→ About this exercise
In the records below, find the line with "if let Some(default)" and the line with "let mut added = vec![];". Print both exactly, along with every line between them, and no other line.

[Dataset content — start]

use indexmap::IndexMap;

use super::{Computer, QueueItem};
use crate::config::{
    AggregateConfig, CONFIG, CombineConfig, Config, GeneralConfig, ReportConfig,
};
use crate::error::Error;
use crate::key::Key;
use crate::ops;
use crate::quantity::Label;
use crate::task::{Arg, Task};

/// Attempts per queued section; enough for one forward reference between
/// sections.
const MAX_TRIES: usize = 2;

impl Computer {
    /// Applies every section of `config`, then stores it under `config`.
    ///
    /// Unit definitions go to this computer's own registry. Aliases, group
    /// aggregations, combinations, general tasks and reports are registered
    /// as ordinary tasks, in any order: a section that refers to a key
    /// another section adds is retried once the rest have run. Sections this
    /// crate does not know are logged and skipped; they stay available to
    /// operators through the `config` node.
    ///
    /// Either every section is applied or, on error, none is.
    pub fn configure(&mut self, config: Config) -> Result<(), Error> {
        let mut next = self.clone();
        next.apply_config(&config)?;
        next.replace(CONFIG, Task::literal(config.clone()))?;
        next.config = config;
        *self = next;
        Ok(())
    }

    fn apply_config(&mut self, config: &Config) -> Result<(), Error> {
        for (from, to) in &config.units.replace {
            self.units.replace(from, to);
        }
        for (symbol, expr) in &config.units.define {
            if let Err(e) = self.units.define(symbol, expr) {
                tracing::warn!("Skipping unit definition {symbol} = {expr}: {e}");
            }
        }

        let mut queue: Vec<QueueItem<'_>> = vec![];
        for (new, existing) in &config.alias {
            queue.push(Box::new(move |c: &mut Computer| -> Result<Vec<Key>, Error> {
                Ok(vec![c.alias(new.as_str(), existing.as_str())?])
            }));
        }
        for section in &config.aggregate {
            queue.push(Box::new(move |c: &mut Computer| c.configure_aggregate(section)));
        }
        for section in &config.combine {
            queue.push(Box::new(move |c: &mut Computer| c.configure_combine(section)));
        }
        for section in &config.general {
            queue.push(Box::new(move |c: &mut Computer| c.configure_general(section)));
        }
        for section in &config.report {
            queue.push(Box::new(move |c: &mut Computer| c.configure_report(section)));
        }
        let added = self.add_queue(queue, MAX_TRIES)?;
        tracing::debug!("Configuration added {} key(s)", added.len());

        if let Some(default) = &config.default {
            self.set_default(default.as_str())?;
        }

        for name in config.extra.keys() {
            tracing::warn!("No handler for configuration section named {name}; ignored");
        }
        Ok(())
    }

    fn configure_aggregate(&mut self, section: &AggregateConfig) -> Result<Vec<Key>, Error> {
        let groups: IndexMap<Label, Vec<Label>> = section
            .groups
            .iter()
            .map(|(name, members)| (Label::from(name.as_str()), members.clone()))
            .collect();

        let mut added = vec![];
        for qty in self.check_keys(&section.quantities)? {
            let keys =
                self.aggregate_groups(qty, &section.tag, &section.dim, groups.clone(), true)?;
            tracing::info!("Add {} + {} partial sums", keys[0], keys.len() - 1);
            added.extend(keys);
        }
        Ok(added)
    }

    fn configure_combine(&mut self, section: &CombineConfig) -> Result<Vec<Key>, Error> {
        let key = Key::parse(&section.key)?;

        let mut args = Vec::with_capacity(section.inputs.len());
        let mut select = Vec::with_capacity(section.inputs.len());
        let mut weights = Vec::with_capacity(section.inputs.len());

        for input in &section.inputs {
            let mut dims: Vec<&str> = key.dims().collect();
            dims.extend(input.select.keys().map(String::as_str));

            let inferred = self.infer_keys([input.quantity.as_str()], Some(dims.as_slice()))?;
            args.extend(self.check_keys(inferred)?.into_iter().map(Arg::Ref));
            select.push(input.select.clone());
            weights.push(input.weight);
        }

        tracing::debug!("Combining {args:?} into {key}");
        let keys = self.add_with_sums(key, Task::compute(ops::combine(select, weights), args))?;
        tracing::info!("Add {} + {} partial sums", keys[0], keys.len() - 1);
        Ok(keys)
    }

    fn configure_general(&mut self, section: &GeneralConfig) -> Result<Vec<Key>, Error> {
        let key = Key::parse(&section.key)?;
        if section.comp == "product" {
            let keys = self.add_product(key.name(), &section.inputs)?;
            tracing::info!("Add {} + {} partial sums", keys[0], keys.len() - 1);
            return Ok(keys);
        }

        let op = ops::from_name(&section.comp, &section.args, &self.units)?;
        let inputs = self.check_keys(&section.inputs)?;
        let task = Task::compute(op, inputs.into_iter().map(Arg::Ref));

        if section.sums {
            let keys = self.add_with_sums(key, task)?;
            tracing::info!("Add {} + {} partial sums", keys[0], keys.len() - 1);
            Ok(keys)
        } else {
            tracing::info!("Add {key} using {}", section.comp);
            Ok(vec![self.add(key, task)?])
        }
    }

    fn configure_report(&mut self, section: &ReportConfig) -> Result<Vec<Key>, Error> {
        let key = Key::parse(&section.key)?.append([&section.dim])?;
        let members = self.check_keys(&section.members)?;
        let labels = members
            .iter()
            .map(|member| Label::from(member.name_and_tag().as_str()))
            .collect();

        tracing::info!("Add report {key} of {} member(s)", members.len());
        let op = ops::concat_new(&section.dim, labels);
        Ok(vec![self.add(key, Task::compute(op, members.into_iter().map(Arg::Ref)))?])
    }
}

[Dataset content — finish]
[Dataset content — start]

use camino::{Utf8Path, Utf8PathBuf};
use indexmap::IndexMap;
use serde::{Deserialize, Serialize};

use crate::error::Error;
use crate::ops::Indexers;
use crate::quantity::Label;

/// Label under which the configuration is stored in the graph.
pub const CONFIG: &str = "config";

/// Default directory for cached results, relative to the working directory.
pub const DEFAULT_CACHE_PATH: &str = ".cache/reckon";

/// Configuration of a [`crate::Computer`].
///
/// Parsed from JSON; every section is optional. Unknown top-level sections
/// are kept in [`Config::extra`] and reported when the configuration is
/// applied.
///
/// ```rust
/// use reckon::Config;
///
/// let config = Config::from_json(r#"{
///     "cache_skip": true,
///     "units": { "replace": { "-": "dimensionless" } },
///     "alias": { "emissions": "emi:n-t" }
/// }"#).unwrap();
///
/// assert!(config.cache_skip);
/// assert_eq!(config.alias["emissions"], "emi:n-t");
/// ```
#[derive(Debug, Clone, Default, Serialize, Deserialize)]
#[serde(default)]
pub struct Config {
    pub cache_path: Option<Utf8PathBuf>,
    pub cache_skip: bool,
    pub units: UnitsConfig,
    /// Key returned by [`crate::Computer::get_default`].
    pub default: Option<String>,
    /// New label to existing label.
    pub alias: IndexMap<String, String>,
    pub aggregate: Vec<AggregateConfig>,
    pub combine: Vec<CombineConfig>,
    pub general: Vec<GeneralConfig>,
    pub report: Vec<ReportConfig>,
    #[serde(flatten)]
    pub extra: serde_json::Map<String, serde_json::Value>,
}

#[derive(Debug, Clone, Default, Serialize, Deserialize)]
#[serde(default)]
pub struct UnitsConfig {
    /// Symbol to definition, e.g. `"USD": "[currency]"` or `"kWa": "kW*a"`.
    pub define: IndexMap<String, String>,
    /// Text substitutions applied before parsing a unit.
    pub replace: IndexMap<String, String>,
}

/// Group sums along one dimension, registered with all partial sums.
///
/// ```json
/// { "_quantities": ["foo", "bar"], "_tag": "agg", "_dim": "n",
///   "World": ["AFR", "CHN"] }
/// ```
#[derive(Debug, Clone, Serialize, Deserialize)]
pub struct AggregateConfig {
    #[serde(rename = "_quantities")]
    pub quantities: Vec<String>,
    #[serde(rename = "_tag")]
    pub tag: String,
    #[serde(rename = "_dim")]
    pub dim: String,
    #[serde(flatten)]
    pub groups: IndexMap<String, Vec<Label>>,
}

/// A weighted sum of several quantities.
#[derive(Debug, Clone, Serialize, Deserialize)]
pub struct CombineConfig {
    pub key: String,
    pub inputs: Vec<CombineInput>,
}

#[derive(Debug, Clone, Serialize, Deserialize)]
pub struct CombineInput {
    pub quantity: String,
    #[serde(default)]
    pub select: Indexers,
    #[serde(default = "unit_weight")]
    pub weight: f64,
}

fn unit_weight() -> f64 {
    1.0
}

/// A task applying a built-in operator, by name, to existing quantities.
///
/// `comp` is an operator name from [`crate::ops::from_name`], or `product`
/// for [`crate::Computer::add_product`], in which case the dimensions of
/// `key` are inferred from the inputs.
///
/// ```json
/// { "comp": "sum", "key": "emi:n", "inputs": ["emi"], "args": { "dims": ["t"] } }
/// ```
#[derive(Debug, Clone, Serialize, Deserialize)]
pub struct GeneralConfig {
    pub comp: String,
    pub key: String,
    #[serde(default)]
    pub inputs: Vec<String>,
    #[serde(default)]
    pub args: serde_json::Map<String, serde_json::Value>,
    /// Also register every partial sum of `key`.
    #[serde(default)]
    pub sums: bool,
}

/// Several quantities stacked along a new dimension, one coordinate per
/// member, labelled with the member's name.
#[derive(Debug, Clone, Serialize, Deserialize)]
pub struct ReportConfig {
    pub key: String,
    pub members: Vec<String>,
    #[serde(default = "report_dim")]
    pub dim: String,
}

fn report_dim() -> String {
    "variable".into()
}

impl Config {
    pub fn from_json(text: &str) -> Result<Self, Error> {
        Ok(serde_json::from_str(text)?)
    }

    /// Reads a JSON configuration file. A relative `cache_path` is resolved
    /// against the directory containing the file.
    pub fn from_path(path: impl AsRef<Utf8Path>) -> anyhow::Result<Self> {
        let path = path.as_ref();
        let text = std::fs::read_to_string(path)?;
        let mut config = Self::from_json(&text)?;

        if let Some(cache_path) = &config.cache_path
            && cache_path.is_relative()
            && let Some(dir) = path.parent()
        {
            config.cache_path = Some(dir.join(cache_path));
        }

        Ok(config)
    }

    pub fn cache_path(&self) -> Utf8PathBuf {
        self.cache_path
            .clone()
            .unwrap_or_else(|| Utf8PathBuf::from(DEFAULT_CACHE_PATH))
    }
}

[Dataset content — finish]

→ Answer to the exercise
        if let Some(default) = &config.default {
            self.set_default(default.as_str())?;
        }

        for name in config.extra.keys() {
            tracing::warn!("No handler for configuration section named {name}; ignored");
        }
        Ok(())
    }

    fn configure_aggregate(&mut self, section: &AggregateConfig) -> Result<Vec<Key>, Error> {
        let groups: IndexMap<Label, Vec<Label>> = section
            .groups
            .iter()
            .map(|(name, members)| (Label::from(name.as_str()), members.clone()))
            .collect();

        let mut added = vec![];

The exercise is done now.